Il est vrai que ces innombrables fêtes, le Russe ne les chôme pas toujours avec scrupule. J’ai vu, au cœur de la vieille Russie, des paysans achever leurs travaux le dimanche. Ils n’ont pas, pour le repos du Sabbat, le respect judaïque des protestans anglais, ou américains. Ils ne craignent pas à l’occasion de vendre ou d’acheter au sortir de l’office des dimanches. En revanche, le peuple répugne à travailler pour un maître les jours fériés. C’est une des choses qui le froissent dans la pratique de certaines industries, et qui parfois indisposent les ouvriers contre les chefs d’usine d’origine étrangère. Pour faire droit à des plaintes de ce genre, le gouvernement d’Alexandre III a enjoint d’observer plus strictement les chômages prescrits par l’église. Peut-être eût-il mieux valu, pour l’industrie nationale, que pareil règlement coïncidât avec une réduction du nombre des jours fériés.

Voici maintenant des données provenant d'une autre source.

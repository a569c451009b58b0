//! Smoke tests for the `drover` binary that need no running master.
//!
//! Every command runs with its working directory set to a temp dir, so the
//! default `drover.toml` and `.drover/` run directory stay isolated.

mod common;

use std::fs;
use std::path::Path;

use assert_cmd::Command;
use predicates::prelude::*;

use drover_types::{ClusterConfig, CONFIG_FILENAME};

use common::drover_bin;

fn drover_in(dir: &Path) -> Command {
    let mut cmd = Command::new(drover_bin());
    cmd.current_dir(dir);
    cmd
}

#[test]
fn help_lists_subcommands() {
    let tmp = tempfile::tempdir().unwrap();
    drover_in(tmp.path())
        .arg("--help")
        .assert()
        .success()
        .stdout(
            predicate::str::contains("scale-up")
                .and(predicate::str::contains("scale-down"))
                .and(predicate::str::contains("reload"))
                .and(predicate::str::contains("status")),
        );
}

#[test]
fn init_writes_config_once() {
    let tmp = tempfile::tempdir().unwrap();

    drover_in(tmp.path())
        .arg("init")
        .assert()
        .success()
        .stdout(predicate::str::contains("Cluster config created"));

    let content = fs::read_to_string(tmp.path().join(CONFIG_FILENAME)).unwrap();
    let config = ClusterConfig::from_toml(&content).unwrap();
    config.validate().unwrap();

    drover_in(tmp.path())
        .arg("init")
        .assert()
        .failure()
        .stderr(predicate::str::contains("already exists"));
}

#[test]
fn status_without_master() {
    let tmp = tempfile::tempdir().unwrap();
    drover_in(tmp.path())
        .arg("status")
        .assert()
        .success()
        .stdout(predicate::str::contains("not running"));

    drover_in(tmp.path())
        .args(["status", "--json"])
        .assert()
        .failure();
}

#[test]
fn control_commands_need_a_master() {
    let tmp = tempfile::tempdir().unwrap();
    for subcommand in ["scale-up", "scale-down", "reload", "stop"] {
        drover_in(tmp.path())
            .arg(subcommand)
            .assert()
            .failure()
            .stderr(predicate::str::contains("no running master"));
    }
}

#[test]
fn start_without_config_or_command_exits_2() {
    let tmp = tempfile::tempdir().unwrap();
    drover_in(tmp.path())
        .arg("start")
        .assert()
        .code(2)
        .stderr(predicate::str::contains("drover init"));
}

#[test]
fn start_rejects_invalid_config() {
    let tmp = tempfile::tempdir().unwrap();
    fs::write(
        tmp.path().join(CONFIG_FILENAME),
        "[worker]\ncommand = [\"sleep\", \"1\"]\n\n[scale]\nworkers = 4\nmax_workers = 2\n",
    )
    .unwrap();

    drover_in(tmp.path())
        .arg("start")
        .assert()
        .code(2)
        .stderr(predicate::str::contains("max_workers"));
}
//! Error types shared across all drover crates.

use crate::ids::SlotId;

/// Errors that can occur across the drover runtime.
///
/// Per-worker failures that the supervisor recovers from on its own are
/// reported as [`crate::ClusterFault`] instead; these errors are the ones a
/// caller has to handle.
#[derive(Debug, thiserror::Error)]
pub enum DroverError {
    #[error("failed to spawn worker for {slot}: {reason}")]
    Spawn { slot: SlotId, reason: String },

    #[error("signal delivery failed: {0}")]
    Signal(String),

    #[error("configuration error: {0}")]
    Config(String),

    #[error("pid file error: {0}")]
    PidFile(String),

    #[error("state snapshot error: {0}")]
    State(String),

    #[error("event queue closed")]
    QueueClosed,
}
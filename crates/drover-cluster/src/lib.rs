//! drover cluster: the master process supervising a pool of workers.
//!
//! The master keeps a pool of identical worker processes converged to a
//! desired size. Operators steer it with signals (scale up/down, reload,
//! stop); workers are observed only through their exit notices.
//!
//! # Architecture
//!
//! - [`machine::Cluster`]: the state machine, sole owner of the pool
//! - [`handle::WorkerHandle`]: the record for one worker process
//! - [`event::ClusterEvent`]: what flows through the serialized queue
//! - [`signals`]: OS signal to command routing
//! - [`shutdown::ShutdownCoordinator`]: drain tracking on stop
//! - [`runtime::ClusterRuntime`]: the event loop wiring it all to real processes
//! - [`persistence`]: master PID file
//! - [`state`]: `state.json` status snapshot

pub mod event;
pub mod handle;
pub mod machine;
pub mod persistence;
pub mod runtime;
pub mod shutdown;
pub mod signals;
pub mod state;

pub use event::ClusterEvent;
pub use handle::{Lineage, WorkerHandle};
pub use machine::Cluster;
pub use runtime::ClusterRuntime;
pub use shutdown::{DrainPoll, ShutdownCoordinator};
pub use signals::{route, SignalRouter};
pub use state::{ClusterSnapshot, WorkerRole, WorkerSnapshot};
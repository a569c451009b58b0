mod commands;

use std::path::PathBuf;
use std::process::ExitCode;

use clap::{Parser, Subcommand};
use tracing_subscriber::EnvFilter;

use drover_types::CONFIG_FILENAME;

use crate::commands::signal::Control;

/// drover -- keeps a pool of worker processes converged to a desired size.
#[derive(Parser, Debug)]
#[command(name = "drover", version, about)]
struct Cli {
    #[command(subcommand)]
    command: Commands,
}

#[derive(Subcommand, Debug)]
enum Commands {
    /// Write an example cluster configuration
    Init {
        /// Where to write the configuration
        #[arg(long, default_value = CONFIG_FILENAME)]
        config: PathBuf,

        /// Overwrite an existing file
        #[arg(long)]
        force: bool,
    },

    /// Run the master in the foreground until stopped
    Start {
        /// Cluster configuration file
        #[arg(long, default_value = CONFIG_FILENAME)]
        config: PathBuf,

        /// Initial number of workers (overrides scale.workers)
        #[arg(long)]
        workers: Option<usize>,

        /// Worker command and arguments (overrides worker.command)
        #[arg(last = true)]
        command: Vec<String>,
    },

    /// Ask the running master for one more worker
    ScaleUp {
        #[arg(long, default_value = CONFIG_FILENAME)]
        config: PathBuf,
    },

    /// Ask the running master for one less worker
    ScaleDown {
        #[arg(long, default_value = CONFIG_FILENAME)]
        config: PathBuf,
    },

    /// Replace every worker, one at a time
    Reload {
        #[arg(long, default_value = CONFIG_FILENAME)]
        config: PathBuf,

        /// Use the hang-up reload signal (SIGWINCH) instead of SIGUSR2
        #[arg(long)]
        hup: bool,
    },

    /// Drain the pool and stop the master
    Stop {
        #[arg(long, default_value = CONFIG_FILENAME)]
        config: PathBuf,

        /// Skip the drain timeout and force-kill workers right away
        #[arg(long)]
        force: bool,
    },

    /// Show the master's current status
    Status {
        #[arg(long, default_value = CONFIG_FILENAME)]
        config: PathBuf,

        /// Print the raw JSON snapshot
        #[arg(long)]
        json: bool,
    },
}

fn main() -> anyhow::Result<ExitCode> {
    // RUST_LOG wins; otherwise info for drover's own crates.
    let filter = EnvFilter::try_from_default_env().unwrap_or_else(|_| EnvFilter::new("drover=info"));
    tracing_subscriber::fmt()
        .with_env_filter(filter)
        .with_target(false)
        .with_writer(std::io::stderr)
        .init();

    let cli = Cli::parse();

    match cli.command {
        Commands::Init { config, force } => commands::init::run(&config, force)?,
        Commands::Start {
            config,
            workers,
            command,
        } => return Ok(commands::start::run(&config, workers, command)),
        Commands::ScaleUp { config } => commands::signal::run(&config, Control::ScaleUp)?,
        Commands::ScaleDown { config } => commands::signal::run(&config, Control::ScaleDown)?,
        Commands::Reload { config, hup } => commands::signal::run(&config, Control::Reload { hup })?,
        Commands::Stop { config, force } => commands::signal::run(&config, Control::Stop { force })?,
        Commands::Status { config, json } => commands::status::run(&config, json)?,
    }
    Ok(ExitCode::SUCCESS)
}
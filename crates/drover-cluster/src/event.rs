//! Events on the master's serialized queue.

use drover_types::{Command, ExitNotice};

/// Everything the state machine reacts to, besides the passage of time.
///
/// Signals are translated to commands before they get here, so the machine
/// never distinguishes "the operator asked" from "a process exited" by
/// source, only by payload.
#[derive(Debug, Clone, PartialEq, Eq)]
pub enum ClusterEvent {
    Command(Command),
    Exited(ExitNotice),
}

impl From<Command> for ClusterEvent {
    fn from(command: Command) -> Self {
        ClusterEvent::Command(command)
    }
}

impl From<ExitNotice> for ClusterEvent {
    fn from(notice: ExitNotice) -> Self {
        ClusterEvent::Exited(notice)
    }
}
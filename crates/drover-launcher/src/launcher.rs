//! Worker process launcher and exit observer.

use std::io::{BufRead, BufReader, Read};
use std::os::unix::process::{CommandExt, ExitStatusExt};
use std::process::{Command, ExitStatus, Stdio};
use std::sync::mpsc;
use std::thread;

use nix::sys::signal::{self, Signal};
use nix::unistd::Pid;
use tracing::{debug, info, warn};

use drover_types::{DroverError, ExitNotice, OutputMode, SlotId, WorkerConfig, WorkerSignal};

use crate::process_tree;

/// Environment variable carrying the worker's slot number.
pub const SLOT_ENV: &str = "DROVER_SLOT";

/// Environment variable carrying the master's pid.
pub const MASTER_PID_ENV: &str = "DROVER_MASTER_PID";

/// Spawns and signals worker processes on behalf of the state machine.
///
/// Implementations must not block beyond process-creation latency. Exit is
/// never reported through the return values here: it arrives later as an
/// [`ExitNotice`] on the channel the launcher was built with.
pub trait Launcher {
    /// Launch a new worker for `slot` and return its OS pid.
    fn spawn(&mut self, slot: SlotId) -> Result<u32, DroverError>;

    /// Deliver `signal` to the worker `pid` occupying `slot`.
    ///
    /// A worker that already exited is not an error; its exit notice is
    /// either queued or about to be.
    fn terminate(&mut self, slot: SlotId, pid: u32, signal: WorkerSignal)
        -> Result<(), DroverError>;
}

/// Launches workers as real child processes.
///
/// Every child is placed in its own process group so terminal-generated
/// signals reach only the master, which then decides what the pool does.
pub struct ProcessLauncher<E> {
    template: WorkerConfig,
    master_pid: u32,
    exit_tx: mpsc::Sender<E>,
}

impl<E> ProcessLauncher<E>
where
    E: From<ExitNotice> + Send + 'static,
{
    /// Create a launcher that posts exit notices into `exit_tx`.
    pub fn new(template: WorkerConfig, exit_tx: mpsc::Sender<E>) -> Self {
        Self {
            template,
            master_pid: std::process::id(),
            exit_tx,
        }
    }

    fn build_command(&self, slot: SlotId) -> Result<Command, DroverError> {
        let program = self.template.program().ok_or_else(|| DroverError::Spawn {
            slot,
            reason: "no worker command configured".into(),
        })?;

        let mut cmd = Command::new(program);
        cmd.args(self.template.args())
            .envs(&self.template.env)
            .env(SLOT_ENV, slot.get().to_string())
            .env(MASTER_PID_ENV, self.master_pid.to_string())
            .stdin(Stdio::null())
            .process_group(0);

        if let Some(dir) = &self.template.working_dir {
            cmd.current_dir(dir);
        }

        match self.template.output {
            OutputMode::Inherit => {
                cmd.stdout(Stdio::inherit()).stderr(Stdio::inherit());
            }
            OutputMode::Log => {
                cmd.stdout(Stdio::piped()).stderr(Stdio::piped());
            }
        }

        Ok(cmd)
    }
}

impl<E> Launcher for ProcessLauncher<E>
where
    E: From<ExitNotice> + Send + 'static,
{
    fn spawn(&mut self, slot: SlotId) -> Result<u32, DroverError> {
        let mut cmd = self.build_command(slot)?;
        let mut child = cmd.spawn().map_err(|e| DroverError::Spawn {
            slot,
            reason: e.to_string(),
        })?;
        let pid = child.id();

        if let Some(stdout) = child.stdout.take() {
            forward_output(slot, pid, "stdout", stdout);
        }
        if let Some(stderr) = child.stderr.take() {
            forward_output(slot, pid, "stderr", stderr);
        }

        let exit_tx = self.exit_tx.clone();
        let observer = thread::Builder::new()
            .name(format!("drover-exit-{}", slot.get()))
            .spawn(move || {
                let code = match child.wait() {
                    Ok(status) => exit_code(status),
                    Err(e) => {
                        warn!(slot = %slot, pid, error = %e, "waiting on worker failed");
                        -1
                    }
                };
                debug!(slot = %slot, pid, code, "worker exit observed");
                if exit_tx.send(E::from(ExitNotice { slot, pid, code })).is_err() {
                    debug!(slot = %slot, pid, "event queue closed, dropping exit notice");
                }
            });

        if let Err(e) = observer {
            // Without an observer nobody would ever report this child's exit.
            if let Ok(raw) = i32::try_from(pid) {
                let _ = signal::kill(Pid::from_raw(raw), Signal::SIGKILL);
            }
            return Err(DroverError::Spawn {
                slot,
                reason: format!("failed to start exit observer: {e}"),
            });
        }

        info!(slot = %slot, pid, "worker spawned");
        Ok(pid)
    }

    fn terminate(
        &mut self,
        slot: SlotId,
        pid: u32,
        signal: WorkerSignal,
    ) -> Result<(), DroverError> {
        let raw = i32::try_from(pid)
            .map_err(|_| DroverError::Signal(format!("pid {pid} out of range for {slot}")))?;

        match signal {
            WorkerSignal::Terminate => deliver(slot, raw, Signal::SIGTERM),
            WorkerSignal::Kill => {
                let signalled = process_tree::signal_tree(raw, Signal::SIGKILL)?;
                info!(slot = %slot, pid, signalled, "worker process tree killed");
                Ok(())
            }
            WorkerSignal::Custom(signo) => {
                let sig = Signal::try_from(signo).map_err(|e| {
                    DroverError::Signal(format!("invalid signal number {signo}: {e}"))
                })?;
                deliver(slot, raw, sig)
            }
        }
    }
}

/// Send a single signal, treating an already-gone process as success.
fn deliver(slot: SlotId, pid: i32, sig: Signal) -> Result<(), DroverError> {
    match signal::kill(Pid::from_raw(pid), sig) {
        Ok(()) => {
            debug!(slot = %slot, pid, signal = ?sig, "signal delivered");
            Ok(())
        }
        Err(nix::errno::Errno::ESRCH) => {
            debug!(slot = %slot, pid, signal = ?sig, "worker already gone (ESRCH)");
            Ok(())
        }
        Err(e) => Err(DroverError::Signal(format!(
            "failed to send {sig:?} to {slot} (pid {pid}): {e}"
        ))),
    }
}

/// Raw exit status: the exit code, or `128 + signo` for signal deaths.
pub fn exit_code(status: ExitStatus) -> i32 {
    match (status.code(), status.signal()) {
        (Some(code), _) => code,
        (None, Some(signo)) => 128 + signo,
        (None, None) => -1,
    }
}

/// Re-emit a worker's output stream as log events, one per line.
fn forward_output<R>(slot: SlotId, pid: u32, stream: &'static str, reader: R)
where
    R: Read + Send + 'static,
{
    let spawned = thread::Builder::new()
        .name(format!("drover-{stream}-{}", slot.get()))
        .spawn(move || {
            for line in BufReader::new(reader).lines() {
                match line {
                    Ok(line) => info!(slot = %slot, pid, stream, "{line}"),
                    Err(_) => break,
                }
            }
        });
    if let Err(e) = spawned {
        warn!(slot = %slot, pid, stream, error = %e, "failed to start output forwarder");
    }
}
//! Shared helpers for integration tests.
//!
//! Each integration test file compiles common/ as its own module, so not
//! every helper is used in every file.
#![allow(dead_code)]

use std::path::{Path, PathBuf};
use std::sync::Once;
use std::time::{Duration, Instant};

use drover_cluster::persistence;
use drover_types::{ClusterConfig, PathsConfig, ScaleConfig, TimingConfig, WorkerConfig};

static BUILD_ONCE: Once = Once::new();

pub fn workspace_root() -> PathBuf {
    PathBuf::from(env!("CARGO_MANIFEST_DIR"))
        .parent()
        .expect("tests/ should have a parent")
        .to_path_buf()
}

/// Ensure the drover binary is built, then return its path.
pub fn drover_bin() -> PathBuf {
    let root = workspace_root();

    BUILD_ONCE.call_once(|| {
        let status = std::process::Command::new("cargo")
            .args(["build", "-p", "drover-cli"])
            .current_dir(&root)
            .status()
            .expect("failed to invoke cargo build");
        assert!(status.success(), "cargo build -p drover-cli failed");
    });

    let bin = root.join("target").join("debug").join("drover");
    assert!(bin.exists(), "drover binary not found at {}", bin.display());
    bin
}

/// Poll `cond` every 20ms until it holds or `timeout` passes.
pub fn wait_until(timeout: Duration, mut cond: impl FnMut() -> bool) -> bool {
    let deadline = Instant::now() + timeout;
    loop {
        if cond() {
            return true;
        }
        if Instant::now() >= deadline {
            return false;
        }
        std::thread::sleep(Duration::from_millis(20));
    }
}

pub fn pid_alive(pid: u32) -> bool {
    persistence::is_process_alive(pid)
}

/// A cluster of `sleep 300` workers with short grace intervals.
pub fn sleep_config(run_dir: &Path, workers: usize) -> ClusterConfig {
    ClusterConfig {
        worker: WorkerConfig {
            command: vec!["sleep".into(), "300".into()],
            ..WorkerConfig::default()
        },
        scale: ScaleConfig {
            workers,
            min_workers: 0,
            max_workers: Some(8),
        },
        timing: TimingConfig {
            running_grace_ms: 200,
            reload_timeout_secs: 10,
            stop_timeout_secs: 5,
            drain_timeout_secs: 10,
            tick_ms: 20,
            ..TimingConfig::default()
        },
        paths: PathsConfig {
            run_dir: run_dir.to_path_buf(),
        },
        ..ClusterConfig::default()
    }
}

/// Write `config` as `drover.toml` under `dir` and return its path.
pub fn write_config(dir: &Path, config: &ClusterConfig) -> PathBuf {
    let path = dir.join("drover.toml");
    let toml_str = config.to_toml().expect("should serialize config to TOML");
    std::fs::write(&path, toml_str).expect("should write config file");
    path
}
//! Bounded spawn retry.
//!
//! A spawn that fails is retried a fixed number of times with a short fixed
//! pause between attempts. When the budget runs out the caller gets a
//! [`SpawnFailure`] and decides what to give up on; nothing here loops
//! forever.

use std::thread;
use std::time::Duration;

use tracing::warn;

use drover_types::{DroverError, RetryConfig, SlotId};

use crate::launcher::Launcher;

/// Retry budget for a single slot's spawn.
#[derive(Debug, Clone, Copy, PartialEq, Eq)]
pub struct SpawnRetry {
    /// Total attempts, including the first. Never less than one.
    pub attempts: u32,
    /// Pause between consecutive attempts.
    pub backoff: Duration,
}

impl SpawnRetry {
    pub fn new(attempts: u32, backoff: Duration) -> Self {
        Self {
            attempts: attempts.max(1),
            backoff,
        }
    }
}

impl From<&RetryConfig> for SpawnRetry {
    fn from(config: &RetryConfig) -> Self {
        Self::new(
            config.spawn_attempts,
            Duration::from_millis(config.spawn_backoff_ms),
        )
    }
}

/// Every attempt in the budget failed.
#[derive(Debug)]
pub struct SpawnFailure {
    pub attempts: u32,
    pub last_error: DroverError,
}

impl std::fmt::Display for SpawnFailure {
    fn fmt(&self, f: &mut std::fmt::Formatter<'_>) -> std::fmt::Result {
        write!(
            f,
            "gave up after {} attempt(s): {}",
            self.attempts, self.last_error
        )
    }
}

impl std::error::Error for SpawnFailure {}

/// Spawn a worker for `slot`, retrying per `policy`.
///
/// Blocks for at most `(attempts - 1) * backoff` plus process-creation time.
/// Only pool formation calls this, before the event loop starts; once it
/// runs, retries are scheduled as respawns instead.
pub fn spawn_with_retry<L: Launcher + ?Sized>(
    launcher: &mut L,
    slot: SlotId,
    policy: &SpawnRetry,
) -> Result<u32, SpawnFailure> {
    let attempts = policy.attempts.max(1);
    let mut attempt = 1;
    loop {
        match launcher.spawn(slot) {
            Ok(pid) => return Ok(pid),
            Err(e) if attempt >= attempts => {
                return Err(SpawnFailure {
                    attempts: attempt,
                    last_error: e,
                })
            }
            Err(e) => {
                warn!(
                    slot = %slot,
                    attempt,
                    max_attempts = attempts,
                    error = %e,
                    "worker spawn failed, retrying"
                );
                if !policy.backoff.is_zero() {
                    thread::sleep(policy.backoff);
                }
                attempt += 1;
            }
        }
    }
}

#[cfg(test)]
mod tests {
    use super::*;
    use drover_types::WorkerSignal;

    /// Fails the first `failures` spawns, then hands out pids from 100.
    struct Flaky {
        failures: u32,
        calls: u32,
    }

    impl Launcher for Flaky {
        fn spawn(&mut self, slot: SlotId) -> Result<u32, DroverError> {
            self.calls += 1;
            if self.calls <= self.failures {
                return Err(DroverError::Spawn {
                    slot,
                    reason: format!("attempt {} refused", self.calls),
                });
            }
            Ok(99 + self.calls)
        }

        fn terminate(&mut self, _: SlotId, _: u32, _: WorkerSignal) -> Result<(), DroverError> {
            Ok(())
        }
    }

    #[test]
    fn succeeds_within_budget() {
        let mut launcher = Flaky { failures: 2, calls: 0 };
        let pid = spawn_with_retry(&mut launcher, SlotId::new(1), &SpawnRetry::new(3, Duration::ZERO))
            .unwrap();
        assert_eq!(pid, 102);
        assert_eq!(launcher.calls, 3);
    }

    #[test]
    fn gives_up_after_budget() {
        let mut launcher = Flaky { failures: 10, calls: 0 };
        let failure =
            spawn_with_retry(&mut launcher, SlotId::new(4), &SpawnRetry::new(3, Duration::ZERO))
                .unwrap_err();
        assert_eq!(failure.attempts, 3);
        assert_eq!(launcher.calls, 3);
        assert!(failure.to_string().contains("attempt 3 refused"));
    }

    #[test]
    fn zero_attempts_still_tries_once() {
        let mut launcher = Flaky { failures: 0, calls: 0 };
        let policy = SpawnRetry::new(0, Duration::ZERO);
        assert_eq!(policy.attempts, 1);
        spawn_with_retry(&mut launcher, SlotId::new(1), &policy).unwrap();
        assert_eq!(launcher.calls, 1);
    }

    #[test]
    fn from_config_uses_millis() {
        let config = RetryConfig {
            spawn_attempts: 5,
            spawn_backoff_ms: 250,
        };
        let policy = SpawnRetry::from(&config);
        assert_eq!(policy.attempts, 5);
        assert_eq!(policy.backoff, Duration::from_millis(250));
    }
}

À cette question s’en lie une autre non moins délicate, la réforme du calendrier. On sait que l’église russe et l’état avec elles ont conservé l’année julienne ; bien mieux, le gouvernement impérial a ramené ce calendrier suranné dans des contrées qui l’avaient dès longtemps rejeté. C’est ainsi que la patrie de Copernic a dû revenir au « vieux style. » Il n’a pas suffi de trois siècles pour faire renoncer la Russie à un mode de supputation abandonné de tous les peuples civilisés, catholiques ou protestans, et reconnu pour défectueux par les pays qui persistent à le garder. Elle laisse, la Russie orthodoxe, les astres se mouvoir et la terre tourner, sans daigner tenir compte du cours du soleil. En dépit de ses observatoires, elle vit dans un anachronisme. On dirait qu’il ne lui déplaît pas d’être en retard sur le monde occidental, tant elle met peu de hâte à le rattraper. Ce calendrier de l’ancienne Rome, qui, aux yeux de l’étranger, est pour la Russie comme une enseigne de son attardement, il semble pourtant qu’elle ait tout intérêt à le laisser au vieil Orient. En datant de douze jours plus tard que le soleil, elle parait arriérée de trois ou quatre siècles. Si elle persiste à ne pas se conformer à l’ordre naturel des saisons, c’est toujours pour le même motif : c’est que, dans l’église orthodoxe, il n’y a pas d’autorité centrale pour décréter une pareille mesure, ou pour la faire accepter de tous.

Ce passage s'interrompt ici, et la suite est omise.